■ Supplied information:
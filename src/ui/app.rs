use crossterm::event::KeyCode;
use ratatui::layout::Rect;
use ratatui::prelude::*;
use ratatui::text::{Line, Span};
use ratatui::widgets::{Block, Borders, List, ListItem, ListState, Paragraph};
use ratatui::Frame;

use crate::render::{item_count, Document, Node, PanelState, RenderMode};
use crate::session::MenuSession;

use super::helpers::{main_layout, row_lines, visible_rows, Row};

/// Height of the search bar above the menu.
const SEARCH_HEIGHT: u16 = 3;
/// Footer space reserved for status messages and instructions.
const FOOTER_HEIGHT: u16 = 3;
/// Rows skipped by PageUp / PageDown.
const PAGE_STEP: isize = 5;

/// Whether keystrokes edit the search box or drive the menu.
enum Mode {
    Normal,
    Searching,
}

/// Holds the footer message text plus its severity.
struct StatusMessage {
    text: String,
    kind: StatusKind,
}

/// Severity levels shown in the footer.
enum StatusKind {
    Info,
    Error,
}

impl StatusKind {
    fn style(&self) -> Style {
        match self {
            StatusKind::Info => Style::default().fg(Color::Green),
            StatusKind::Error => Style::default().fg(Color::Red),
        }
    }
}

/// Central application state shared across the TUI.
pub struct App {
    session: MenuSession,
    document: Document,
    selected: usize,
    mode: Mode,
    status: Option<StatusMessage>,
}

impl App {
    /// Wrap an initialized session and the document it rendered into.
    pub fn new(session: MenuSession, document: Document) -> Self {
        let mut app = Self {
            session,
            document,
            selected: 0,
            mode: Mode::Normal,
            status: None,
        };
        for problem in app.session.missing_targets(&app.document) {
            app.set_status(problem.to_string(), StatusKind::Error);
        }
        app
    }

    fn nodes(&self) -> &[Node] {
        self.document
            .container(self.session.container_id())
            .map(|container| container.nodes())
            .unwrap_or(&[])
    }

    fn query(&self) -> &str {
        self.document
            .input(self.session.input_id())
            .map(|input| input.value.as_str())
            .unwrap_or("")
    }

    fn row_count(&self) -> usize {
        visible_rows(self.nodes()).len()
    }

    /// Process one key press. Returns `true` when the app should exit.
    pub fn handle_key(&mut self, code: KeyCode) -> bool {
        match self.mode {
            Mode::Normal => self.handle_normal_key(code),
            Mode::Searching => {
                self.handle_search_key(code);
                false
            }
        }
    }

    fn handle_normal_key(&mut self, code: KeyCode) -> bool {
        match code {
            KeyCode::Char('q') | KeyCode::Esc => return true,
            KeyCode::Up => self.move_selection(-1),
            KeyCode::Down => self.move_selection(1),
            KeyCode::PageUp => self.move_selection(-PAGE_STEP),
            KeyCode::PageDown => self.move_selection(PAGE_STEP),
            KeyCode::Home => self.selected = 0,
            KeyCode::End => self.selected = self.row_count().saturating_sub(1),
            KeyCode::Enter | KeyCode::Char(' ') => self.activate_selected(),
            KeyCode::Char('/') | KeyCode::Char('f') => {
                if self.document.input(self.session.input_id()).is_some() {
                    self.clear_status();
                    self.mode = Mode::Searching;
                } else {
                    self.set_status("Search is unavailable.", StatusKind::Error);
                }
            }
            KeyCode::Char('e') => self.set_all(PanelState::Expanded),
            KeyCode::Char('c') => self.set_all(PanelState::Collapsed),
            _ => {}
        }
        false
    }

    /// Keys while the search box has focus. Every edit re-runs the search;
    /// Esc clears it and restores the grouped menu.
    fn handle_search_key(&mut self, code: KeyCode) {
        match code {
            KeyCode::Esc => self.clear_search(),
            KeyCode::Enter => self.mode = Mode::Normal,
            KeyCode::Up => self.move_selection(-1),
            KeyCode::Down => self.move_selection(1),
            KeyCode::Backspace => self.edit_query(|query| {
                query.pop();
            }),
            KeyCode::Char(ch) if !ch.is_control() => self.edit_query(|query| query.push(ch)),
            _ => {}
        }
    }

    /// Clear the search box and restore the grouped menu.
    pub(crate) fn clear_search(&mut self) {
        self.edit_query(|query| query.clear());
        self.mode = Mode::Normal;
    }

    fn edit_query(&mut self, edit: impl FnOnce(&mut String)) {
        let Some(input) = self.document.input_mut(self.session.input_id()) else {
            self.set_status("Search is unavailable.", StatusKind::Error);
            return;
        };
        edit(&mut input.value);

        match self.session.refresh_from_input(&mut self.document) {
            Some(count) => {
                self.selected = 0;
                self.report_count(count);
            }
            None => self.set_status("Menu view is unavailable.", StatusKind::Error),
        }
    }

    fn report_count(&mut self, count: usize) {
        let text = match self.session.mode() {
            RenderMode::Search => {
                let noun = if count == 1 { "match" } else { "matches" };
                format!("{count} {noun} for '{}'.", self.query().trim())
            }
            RenderMode::Normal => format!("{count} items on the menu."),
        };
        self.set_status(text, StatusKind::Info);
    }

    fn activate_selected(&mut self) {
        let action = visible_rows(self.nodes())
            .get(self.selected)
            .and_then(Row::action)
            .cloned();
        if let Some(action) = action {
            self.session.dispatch(&mut self.document, &action);
            self.ensure_in_bounds();
        }
    }

    fn set_all(&mut self, target: PanelState) {
        self.session.set_all_panels(&mut self.document, target);
        self.ensure_in_bounds();
    }

    fn move_selection(&mut self, offset: isize) {
        let len = self.row_count();
        if len == 0 {
            self.selected = 0;
            return;
        }
        let new = (self.selected as isize + offset).clamp(0, len as isize - 1);
        self.selected = new as usize;
    }

    fn ensure_in_bounds(&mut self) {
        let len = self.row_count();
        if len == 0 {
            self.selected = 0;
        } else if self.selected >= len {
            self.selected = len - 1;
        }
    }

    fn set_status(&mut self, text: impl Into<String>, kind: StatusKind) {
        self.status = Some(StatusMessage {
            text: text.into(),
            kind,
        });
    }

    fn clear_status(&mut self) {
        self.status = None;
    }

    pub(crate) fn draw(&self, frame: &mut Frame) {
        let [search_area, menu_area, footer_area] =
            main_layout(frame.area(), SEARCH_HEIGHT, FOOTER_HEIGHT);
        self.draw_search_bar(frame, search_area);
        self.draw_menu(frame, menu_area);
        self.draw_footer(frame, footer_area);
    }

    fn draw_search_bar(&self, frame: &mut Frame, area: Rect) {
        let focused = matches!(self.mode, Mode::Searching);
        let border_style = if focused {
            Style::default().fg(Color::Yellow)
        } else {
            Style::default()
        };
        let block = Block::default()
            .borders(Borders::ALL)
            .title("Search")
            .border_style(border_style);
        let inner = block.inner(area);
        let paragraph = Paragraph::new(Span::raw(format!("Search: {}", self.query()))).block(block);
        frame.render_widget(paragraph, area);

        if focused {
            let cursor_x = inner.x + "Search: ".len() as u16 + self.query().chars().count() as u16;
            frame.set_cursor_position((cursor_x.min(inner.right().saturating_sub(1)), inner.y));
        }
    }

    fn draw_menu(&self, frame: &mut Frame, area: Rect) {
        let title = match self.session.mode() {
            RenderMode::Normal => "Menu",
            RenderMode::Search => "Search results",
        };
        let block = Block::default().borders(Borders::ALL).title(title);

        let rows = visible_rows(self.nodes());
        if rows.is_empty() {
            let message = Paragraph::new("Nothing on the menu right now.").block(block);
            frame.render_widget(message, area);
            return;
        }

        let items: Vec<ListItem> = rows.iter().map(|row| ListItem::new(row_lines(row))).collect();
        let list = List::new(items)
            .block(block)
            .highlight_style(Style::default().bg(Color::DarkGray).add_modifier(Modifier::BOLD));
        let mut state = ListState::default();
        state.select(Some(self.selected.min(rows.len() - 1)));
        frame.render_stateful_widget(list, area, &mut state);
    }

    fn draw_footer(&self, frame: &mut Frame, area: Rect) {
        let help = match self.mode {
            Mode::Normal => {
                "↑/↓ move • Enter toggle • / search • e expand all • c collapse all • q quit"
            }
            Mode::Searching => "Type to filter • Backspace delete • Enter keep • Esc clear",
        };
        let mut lines = vec![Line::from(Span::styled(help, Style::default().fg(Color::Gray)))];
        match &self.status {
            Some(status) => lines.push(Line::from(Span::styled(
                status.text.clone(),
                status.kind.style(),
            ))),
            None => lines.push(Line::from(format!(
                "{} items in view.",
                item_count(self.nodes())
            ))),
        }
        let paragraph = Paragraph::new(lines).block(Block::default().borders(Borders::TOP));
        frame.render_widget(paragraph, area);
    }
}

#[cfg(test)]
mod tests {
    use super::*;
    use crate::config::Config;
    use crate::source::bundled;
    use ratatui::backend::TestBackend;
    use ratatui::Terminal;

    fn app() -> App {
        let config = Config::default();
        let mut document = Document::with_targets(&config.container_id, &config.search_input_id);
        let session = MenuSession::init(Some(bundled().unwrap()), &mut document, &config).unwrap();
        App::new(session, document)
    }

    fn type_query(app: &mut App, query: &str) {
        app.handle_key(KeyCode::Char('/'));
        for ch in query.chars() {
            app.handle_key(KeyCode::Char(ch));
        }
    }

    #[test]
    fn starts_collapsed_with_one_row_per_category() {
        let app = app();
        // Salads, Wraps, Soups, Desserts, Drinks; specials are inactive.
        assert_eq!(app.row_count(), 5);
    }

    #[test]
    fn enter_on_header_expands_panel() {
        let mut app = app();
        app.handle_key(KeyCode::Enter);
        // Salads has two available items.
        assert_eq!(app.row_count(), 7);
        app.handle_key(KeyCode::Char(' '));
        assert_eq!(app.row_count(), 5);
    }

    #[test]
    fn typing_searches_and_escape_restores() {
        let mut app = app();
        type_query(&mut app, "chicken");
        assert_eq!(app.session.mode(), RenderMode::Search);
        assert_eq!(app.row_count(), 3);
        assert!(!app.nodes().iter().any(Node::is_category_header));

        app.handle_key(KeyCode::Esc);
        assert_eq!(app.query(), "");
        assert_eq!(app.session.mode(), RenderMode::Normal);
        assert_eq!(app.row_count(), 5);
    }

    #[test]
    fn backspace_to_empty_returns_to_grouped_view() {
        let mut app = app();
        type_query(&mut app, "x");
        app.handle_key(KeyCode::Backspace);
        assert_eq!(app.session.mode(), RenderMode::Normal);
        assert!(matches!(app.mode, Mode::Searching));
    }

    #[test]
    fn q_quits_only_outside_search() {
        let mut app = app();
        type_query(&mut app, "q");
        assert_eq!(app.query(), "q");
        app.handle_key(KeyCode::Enter);
        assert!(app.handle_key(KeyCode::Char('q')));
    }

    #[test]
    fn expand_all_then_collapse_all() {
        let mut app = app();
        app.handle_key(KeyCode::End);
        app.handle_key(KeyCode::Char('e'));
        assert_eq!(app.row_count(), 5 + 10);
        app.handle_key(KeyCode::Char('c'));
        assert_eq!(app.row_count(), 5);
        assert_eq!(app.selected, 4);
    }

    #[test]
    fn draws_without_panicking() {
        let mut app = app();
        app.handle_key(KeyCode::Enter);
        let mut terminal = Terminal::new(TestBackend::new(80, 24)).unwrap();
        terminal.draw(|frame| app.draw(frame)).unwrap();
        type_query(&mut app, "zzz");
        terminal.draw(|frame| app.draw(frame)).unwrap();
    }
}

■ Exercise objective: In the data above, repeat exactly each line from the first through the line that contains "above the menu.", and give nothing else.

■ Task result:
filename src/ui/app.rs
use crossterm::event::KeyCode;
use ratatui::layout::Rect;
use ratatui::prelude::*;
use ratatui::text::{Line, Span};
use ratatui::widgets::{Block, Borders, List, ListItem, ListState, Paragraph};
use ratatui::Frame;

use crate::render::{item_count, Document, Node, PanelState, RenderMode};
use crate::session::MenuSession;

use super::helpers::{main_layout, row_lines, visible_rows, Row};

/// Height of the search bar above the menu.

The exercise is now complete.